- Description of the task -
Extract the full set of records, then give each one again exactly.

- Dataset excerpts -
--- START ---

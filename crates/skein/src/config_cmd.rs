// SPDX-FileCopyrightText: 2026 Skein Contributors
// SPDX-License-Identifier: MIT OR Apache-2.0

//! `skein config` subcommands.

use clap::Subcommand;
use skein_config::SkeinConfig;
use skein_core::SkeinError;

#[derive(Subcommand, Debug, Clone, Copy, PartialEq, Eq)]
pub enum ConfigAction {
    /// Print the effective configuration as TOML, secrets masked.
    Show,
    /// Validate the configuration and exit.
    Check,
}

pub fn run(config: &SkeinConfig, action: ConfigAction) -> Result<(), SkeinError> {
    match action {
        ConfigAction::Show => {
            print!("{}", render(config)?);
            Ok(())
        }
        // Loading already validated; reaching here means it passed.
        ConfigAction::Check => {
            println!("configuration ok");
            Ok(())
        }
    }
}

/// Effective configuration as TOML with the secret key masked.
fn render(config: &SkeinConfig) -> Result<String, SkeinError> {
    let mut shown = config.clone();
    if !shown.client.secret_key.is_empty() {
        shown.client.secret_key = "********".to_string();
    }
    toml::to_string_pretty(&shown)
        .map_err(|e| SkeinError::Config(format!("failed to render configuration: {e}")))
}

#[cfg(test)]
mod tests {
    use super::*;

    #[test]
    fn render_masks_secret_key() {
        let mut config = SkeinConfig::default();
        config.client.public_key = "pk-visible".to_string();
        config.client.secret_key = "sk-hidden".to_string();

        let out = render(&config).unwrap();
        assert!(out.contains("pk-visible"));
        assert!(!out.contains("sk-hidden"));
        assert!(out.contains("[queue]"));
    }

    #[test]
    fn rendered_config_loads_back() {
        let out = render(&SkeinConfig::default()).unwrap();
        let parsed = skein_config::load_and_validate_str(&out).unwrap();
        assert_eq!(parsed, SkeinConfig::default());
    }
}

--- END ---

- Finished task -
filename crates/skein/src/config_cmd.rs
// SPDX-FileCopyrightText: 2026 Skein Contributors
// SPDX-License-Identifier: MIT OR Apache-2.0

//! `skein config` subcommands.

use clap::Subcommand;
use skein_config::SkeinConfig;
use skein_core::SkeinError;

#[derive(Subcommand, Debug, Clone, Copy, PartialEq, Eq)]
pub enum ConfigAction {
    /// Print the effective configuration as TOML, secrets masked.
    Show,
    /// Validate the configuration and exit.
    Check,
}

pub fn run(config: &SkeinConfig, action: ConfigAction) -> Result<(), SkeinError> {
    match action {
        ConfigAction::Show => {
            print!("{}", render(config)?);
            Ok(())
        }
        // Loading already validated; reaching here means it passed.
        ConfigAction::Check => {
            println!("configuration ok");
            Ok(())
        }
    }
}

/// Effective configuration as TOML with the secret key masked.
fn render(config: &SkeinConfig) -> Result<String, SkeinError> {
    let mut shown = config.clone();
    if !shown.client.secret_key.is_empty() {
        shown.client.secret_key = "********".to_string();
    }
    toml::to_string_pretty(&shown)
        .map_err(|e| SkeinError::Config(format!("failed to render configuration: {e}")))
}

#[cfg(test)]
mod tests {
    use super::*;

    #[test]
    fn render_masks_secret_key() {
        let mut config = SkeinConfig::default();
        config.client.public_key = "pk-visible".to_string();
        config.client.secret_key = "sk-hidden".to_string();

        let out = render(&config).unwrap();
        assert!(out.contains("pk-visible"));
        assert!(!out.contains("sk-hidden"));
        assert!(out.contains("[queue]"));
    }

    #[test]
    fn rendered_config_loads_back() {
        let out = render(&SkeinConfig::default()).unwrap();
        let parsed = skein_config::load_and_validate_str(&out).unwrap();
        assert_eq!(parsed, SkeinConfig::default());
    }
}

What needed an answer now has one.